Cystathionine β-synthase (CBS) is involved in homocysteine and hydrogen sulfide (H2S) metabolism. Both products have been implicated in the pathophysiology of cerebrovascular diseases.

Cystathionine beta synthase (CBS) catalyzes the condensation of serine with homocysteine to form cystathionine and occupies a crucial regulatory position between the methionine cycle and the biosynthesis of cysteine by transsulfuration. It was reported that CBS was a novel marker of both differentiation and proliferation for certain cell types, suggesting that CBS represents a survival-promoting protein. However, its expression and function in the central nervous system lesion are not well understood. To investigate changes of CBS after traumatic brain injury (TBI) and its possible role, mice TBI model was established by controlled cortical impact system, and the expression and cellular localization of CBS after TBI was investigated in the present study. Western blot analysis revealed that CBS was present in normal mice brain cortex. It gradually decreased, reached a valley at the third day after TBI, and then restored to basal level. Importantly, more CBS was colocalized with neuron.
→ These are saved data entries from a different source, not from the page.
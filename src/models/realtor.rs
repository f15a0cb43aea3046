//! Realtor model

use chrono::{DateTime, Utc};
use serde::{Deserialize, Serialize};

/// Realtor entity
#[derive(Debug, Clone, PartialEq, Serialize, Deserialize)]
pub struct Realtor {
    /// Unique identifier
    pub id: i64,
    /// Display name
    pub name: String,
    /// Short biography
    pub description: String,
    /// Contact phone
    pub phone: String,
    /// Contact email, receives listing inquiries
    pub email: String,
    /// Seller of the month
    pub is_mvp: bool,
    /// When the realtor joined
    pub hire_date: DateTime<Utc>,
}

/// Input for creating a realtor
#[derive(Debug, Clone, Serialize, Deserialize)]
pub struct CreateRealtorInput {
    pub name: String,
    pub description: String,
    pub phone: String,
    pub email: String,
    pub is_mvp: bool,
    /// Defaults to now when absent
    pub hire_date: Option<DateTime<Utc>>,
}

impl CreateRealtorInput {
    pub fn new(name: impl Into<String>, email: impl Into<String>) -> Self {
        Self {
            name: name.into(),
            description: String::new(),
            phone: String::new(),
            email: email.into(),
            is_mvp: false,
            hire_date: None,
        }
    }

    pub fn with_phone(mut self, phone: impl Into<String>) -> Self {
        self.phone = phone.into();
        self
    }

    pub fn with_mvp(mut self, is_mvp: bool) -> Self {
        self.is_mvp = is_mvp;
        self
    }

    pub fn with_hire_date(mut self, hire_date: DateTime<Utc>) -> Self {
        self.hire_date = Some(hire_date);
        self
    }
}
In addition, Western blot detection showed that the third day postinjury was also the apoptosis peak indicated by the elevated expression of caspase-3. Importantly, immunohistochemistry analysis revealed that injury-induced expression of CBS was colabeled by Bcl-2 and had no co-localization with caspase-3. These data suggested that CBS may be implicated in the apoptosis of neuron and involved in the pathophysiology of brain after TBI ¹⁾.

The insertion allele of the 844ins68 CBS insertion polymorphism was independently associated with aSAH while the GG genotype of rs234706 was associated with an unfavorable outcome both at discharge and last follow-up. Increased CBS activity may exert its neuroprotective effects through alteration of H2S levels, and independent of clinical vasospasm and DCI ²⁾.